Chapter 4. Working with Kubernetes Objects
I can’t understand why people are frightened of new ideas. I’m frightened of the old ones.
John Cage
In Chapter 2, you built and deployed an application to Kubernetes. In this chapter, you’ll learn about the fundamental Kubernetes objects involved in that process: Pods, Deployments, and Services. You’ll also find out how to use the essential Helm tool to manage applications in Kubernetes.
After working through the example in “Running the Demo App”, you should have a container image running in the Kubernetes cluster, but how does that actually work? Under the hood, the kubectl run command creates a Kubernetes resource called a Deployment. So what’s that? And how does a Deployment actually run your container image?
Deployments
Think back to how you ran the demo app with Docker. The docker container run command started the container, and it ran until you killed it with docker stop.
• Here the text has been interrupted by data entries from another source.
//! Versioned check registry.
//!
//! Each check keeps every historical implementation tagged with the version
//! that introduced it. Evaluating at version `t` uses the newest
//! implementation introduced at or before `t`, so an audit pinned to an old
//! version keeps that version's behavior after stricter variants are added.

use crate::model::{PodMetadata, PodSpec};
use crate::policy::CheckOptions;
use podguard_types::{CheckResult, Level, LevelVersion, Version};
use std::collections::{BTreeMap, BTreeSet};
use std::fmt;

/// A single check implementation.
pub trait PodCheck: Send + Sync {
    fn check(&self, metadata: &PodMetadata, spec: &PodSpec, opts: &CheckOptions) -> CheckResult;
}

impl<F> PodCheck for F
where
    F: Fn(&PodMetadata, &PodSpec, &CheckOptions) -> CheckResult + Send + Sync,
{
    fn check(&self, metadata: &PodMetadata, spec: &PodSpec, opts: &CheckOptions) -> CheckResult {
        self(metadata, spec, opts)
    }
}

pub struct VersionedCheck {
    pub minimum_version: Version,
    pub check_pod: Box<dyn PodCheck>,
    /// Check IDs this implementation supersedes when both apply.
    pub overrides: Vec<&'static str>,
}

impl VersionedCheck {
    pub fn new(minimum_version: Version, check_pod: impl PodCheck + 'static) -> Self {
        Self {
            minimum_version,
            check_pod: Box::new(check_pod),
            overrides: Vec::new(),
        }
    }

    pub fn overriding(mut self, check_ids: &[&'static str]) -> Self {
        self.overrides.extend_from_slice(check_ids);
        self
    }
}

impl fmt::Debug for VersionedCheck {
    fn fmt(&self, f: &mut fmt::Formatter<'_>) -> fmt::Result {
        f.debug_struct("VersionedCheck")
            .field("minimum_version", &self.minimum_version)
            .field("overrides", &self.overrides)
            .finish_non_exhaustive()
    }
}

#[derive(Debug)]
pub struct Check {
    pub id: &'static str,
    pub level: Level,
    /// Ordered by strictly increasing `minimum_version`.
    pub versions: Vec<VersionedCheck>,
}

impl Check {
    /// Newest implementation introduced at or before `version`, or `None` if
    /// the check did not exist yet.
    pub fn resolve(&self, version: Version) -> Option<&VersionedCheck> {
        self.versions
            .iter()
            .rev()
            .find(|v| v.minimum_version <= version)
    }
}

/// A check resolved for one level/version.
#[derive(Debug, Clone, Copy)]
pub struct ResolvedCheck<'r> {
    pub id: &'static str,
    pub level: Level,
    pub versioned: &'r VersionedCheck,
}

#[derive(Clone, Debug, PartialEq, Eq, thiserror::Error)]
pub enum RegistryError {
    #[error("check {0} has no versions")]
    NoVersions(&'static str),
    #[error("check {0} is registered more than once")]
    DuplicateCheck(&'static str),
    #[error("check {id}: version {next} must be greater than {previous}")]
    VersionsNotIncreasing {
        id: &'static str,
        previous: Version,
        next: Version,
    },
    #[error("check {0}: 'latest' cannot be a minimum version")]
    LatestAsMinimum(&'static str),
    #[error("check {id}: level {level} cannot carry checks")]
    UnenforceableLevel { id: &'static str, level: Level },
    #[error("check {id} overrides unknown check {overridden}")]
    UnknownOverride {
        id: &'static str,
        overridden: &'static str,
    },
    #[error("unknown check: {0}")]
    UnknownCheck(String),
}

/// Immutable once built; safe to share across threads.
#[derive(Debug)]
pub struct CheckRegistry {
    checks: Vec<Check>,
    by_id: BTreeMap<&'static str, usize>,
}

impl CheckRegistry {
    /// Validate and index `checks`. Declaration order is kept: it is the order
    /// checks run in and the order their results are folded.
    pub fn new(checks: Vec<Check>) -> Result<Self, RegistryError> {
        let mut by_id = BTreeMap::new();
        for (pos, check) in checks.iter().enumerate() {
            validate_check(check)?;
            if by_id.insert(check.id, pos).is_some() {
                return Err(RegistryError::DuplicateCheck(check.id));
            }
        }
        for check in &checks {
            for versioned in &check.versions {
                if let Some(missing) = versioned
                    .overrides
                    .iter()
                    .find(|o| !by_id.contains_key(*o))
                {
                    return Err(RegistryError::UnknownOverride {
                        id: check.id,
                        overridden: *missing,
                    });
                }
            }
        }
        Ok(Self { checks, by_id })
    }

    pub fn get(&self, id: &str) -> Option<&Check> {
        self.by_id.get(id).map(|&pos| &self.checks[pos])
    }

    pub fn iter(&self) -> impl Iterator<Item = &Check> {
        self.checks.iter()
    }

    pub fn len(&self) -> usize {
        self.checks.len()
    }

    pub fn is_empty(&self) -> bool {
        self.checks.is_empty()
    }

    /// Resolve a named check at `version`.
    ///
    /// `Ok(None)` means the check is not applicable yet at that version.
    pub fn resolve(
        &self,
        id: &str,
        version: Version,
    ) -> Result<Option<&VersionedCheck>, RegistryError> {
        let check = self
            .get(id)
            .ok_or_else(|| RegistryError::UnknownCheck(id.to_string()))?;
        Ok(check.resolve(version))
    }

    /// Every check a level runs at a version, in declaration order.
    ///
    /// Includes checks of all lower levels, skips checks not introduced yet
    /// and checks superseded by another resolved check.
    pub fn checks_for(&self, level_version: LevelVersion) -> Vec<ResolvedCheck<'_>> {
        if level_version.level == Level::Privileged {
            return Vec::new();
        }
        let applicable: Vec<ResolvedCheck<'_>> = self
            .checks
            .iter()
            .filter(|c| c.level <= level_version.level)
            .filter_map(|c| {
                c.resolve(level_version.version).map(|versioned| ResolvedCheck {
                    id: c.id,
                    level: c.level,
                    versioned,
                })
            })
            .collect();
        let overridden: BTreeSet<&'static str> = applicable
            .iter()
            .flat_map(|r| r.versioned.overrides.iter().copied())
            .collect();
        applicable
            .into_iter()
            .filter(|r| !overridden.contains(r.id))
            .collect()
    }
}

fn validate_check(check: &Check) -> Result<(), RegistryError> {
    if check.level == Level::Privileged {
        return Err(RegistryError::UnenforceableLevel {
            id: check.id,
            level: check.level,
        });
    }
    let Some(first) = check.versions.first() else {
        return Err(RegistryError::NoVersions(check.id));
    };
    if check.versions.iter().any(|v| v.minimum_version.is_latest()) {
        return Err(RegistryError::LatestAsMinimum(check.id));
    }
    let mut previous = first.minimum_version;
    for next in check.versions.iter().skip(1).map(|v| v.minimum_version) {
        if next <= previous {
            return Err(RegistryError::VersionsNotIncreasing {
                id: check.id,
                previous,
                next,
            });
        }
        previous = next;
    }
    Ok(())
}

#[cfg(test)]
mod tests {
    use super::*;

    fn tagged(tag: &'static str) -> impl PodCheck + 'static {
        move |_: &PodMetadata, _: &PodSpec, _: &CheckOptions| CheckResult::forbidden(tag, tag)
    }

    fn versions(list: &[(u32, u32, &'static str)]) -> Vec<VersionedCheck> {
        list.iter()
            .map(|&(major, minor, tag)| VersionedCheck::new(Version::new(major, minor), tagged(tag)))
            .collect()
    }

    fn run(v: &VersionedCheck) -> String {
        v.check_pod
            .check(&PodMetadata::default(), &PodSpec::default(), &CheckOptions::default())
            .forbidden_reason
    }

    fn registry() -> CheckRegistry {
        CheckRegistry::new(vec![
            Check {
                id: "base",
                level: Level::Baseline,
                versions: versions(&[(1, 0, "base-1.0")]),
            },
            Check {
                id: "strict",
                level: Level::Restricted,
                versions: versions(&[(1, 8, "strict-1.8"), (1, 25, "strict-1.25")]),
            },
        ])
        .unwrap()
    }

    #[test]
    fn resolves_latest_implementation_at_or_before_target() {
        let reg = registry();
        let at = |major, minor| reg.resolve("strict", Version::new(major, minor)).unwrap();

        assert!(at(1, 7).is_none());
        assert_eq!(run(at(1, 8).unwrap()), "strict-1.8");
        assert_eq!(run(at(1, 24).unwrap()), "strict-1.8");
        assert_eq!(run(at(1, 25).unwrap()), "strict-1.25");
        assert_eq!(run(at(2, 0).unwrap()), "strict-1.25");

        let latest = reg.resolve("strict", Version::Latest).unwrap().unwrap();
        assert_eq!(run(latest), "strict-1.25");
    }

    #[test]
    fn unknown_check_is_an_error() {
        let err = registry().resolve("nope", Version::Latest).unwrap_err();
        assert_eq!(err, RegistryError::UnknownCheck("nope".to_string()));
    }

    #[test]
    fn levels_include_lower_levels() {
        let reg = registry();
        let ids = |level, version| -> Vec<&'static str> {
            reg.checks_for(LevelVersion::new(level, version))
                .iter()
                .map(|r| r.id)
                .collect()
        };
        assert!(ids(Level::Privileged, Version::Latest).is_empty());
        assert_eq!(ids(Level::Baseline, Version::Latest), vec!["base"]);
        assert_eq!(ids(Level::Restricted, Version::Latest), vec!["base", "strict"]);
        assert_eq!(ids(Level::Restricted, Version::new(1, 0)), vec!["base"]);
    }

    #[test]
    fn overrides_remove_superseded_checks() {
        let reg = CheckRegistry::new(vec![
            Check {
                id: "narrow",
                level: Level::Baseline,
                versions: versions(&[(1, 0, "narrow")]),
            },
            Check {
                id: "wide",
                level: Level::Restricted,
                versions: vec![
                    VersionedCheck::new(Version::new(1, 0), tagged("wide")).overriding(&["narrow"]),
                ],
            },
        ])
        .unwrap();

        let restricted: Vec<&'static str> = reg
            .checks_for(LevelVersion::new(Level::Restricted, Version::Latest))
            .iter()
            .map(|r| r.id)
            .collect();
        assert_eq!(restricted, vec!["wide"]);

        let baseline: Vec<&'static str> = reg
            .checks_for(LevelVersion::new(Level::Baseline, Version::Latest))
            .iter()
            .map(|r| r.id)
            .collect();
        assert_eq!(baseline, vec!["narrow"]);
    }

    #[test]
    fn rejects_invalid_registrations() {
        let dup = CheckRegistry::new(vec![
            Check {
                id: "a",
                level: Level::Baseline,
                versions: versions(&[(1, 0, "a")]),
            },
            Check {
                id: "a",
                level: Level::Baseline,
                versions: versions(&[(1, 0, "a")]),
            },
        ]);
        assert_eq!(dup.unwrap_err(), RegistryError::DuplicateCheck("a"));

        let unordered = CheckRegistry::new(vec![Check {
            id: "a",
            level: Level::Baseline,
            versions: versions(&[(1, 5, "x"), (1, 5, "y")]),
        }]);
        assert!(matches!(
            unordered.unwrap_err(),
            RegistryError::VersionsNotIncreasing { id: "a", .. }
        ));

        let empty = CheckRegistry::new(vec![Check {
            id: "a",
            level: Level::Baseline,
            versions: Vec::new(),
        }]);
        assert_eq!(empty.unwrap_err(), RegistryError::NoVersions("a"));

        let privileged = CheckRegistry::new(vec![Check {
            id: "a",
            level: Level::Privileged,
            versions: versions(&[(1, 0, "a")]),
        }]);
        assert!(matches!(
            privileged.unwrap_err(),
            RegistryError::UnenforceableLevel { .. }
        ));

        let latest = CheckRegistry::new(vec![Check {
            id: "a",
            level: Level::Baseline,
            versions: vec![VersionedCheck::new(Version::Latest, tagged("a"))],
        }]);
        assert_eq!(latest.unwrap_err(), RegistryError::LatestAsMinimum("a"));

        let dangling = CheckRegistry::new(vec![Check {
            id: "a",
            level: Level::Baseline,
            versions: vec![VersionedCheck::new(Version::new(1, 0), tagged("a")).overriding(&["ghost"])],
        }]);
        assert_eq!(
            dangling.unwrap_err(),
            RegistryError::UnknownOverride {
                id: "a",
                overridden: "ghost"
            }
        );
    }
}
But suppose that the container exits for some other reason: maybe the program crashed, or there was a system error, or your machine ran out of disk space, or a cosmic ray hit your CPU at the wrong moment (unlikely, but it does happen). Assuming this is a production application, that means you now have unhappy users, until someone can get to a terminal and type docker container run to start the container again.
That’s an unsatisfactory arrangement. What you really want is a kind of supervisor program that continually checks that the container is running, and, ...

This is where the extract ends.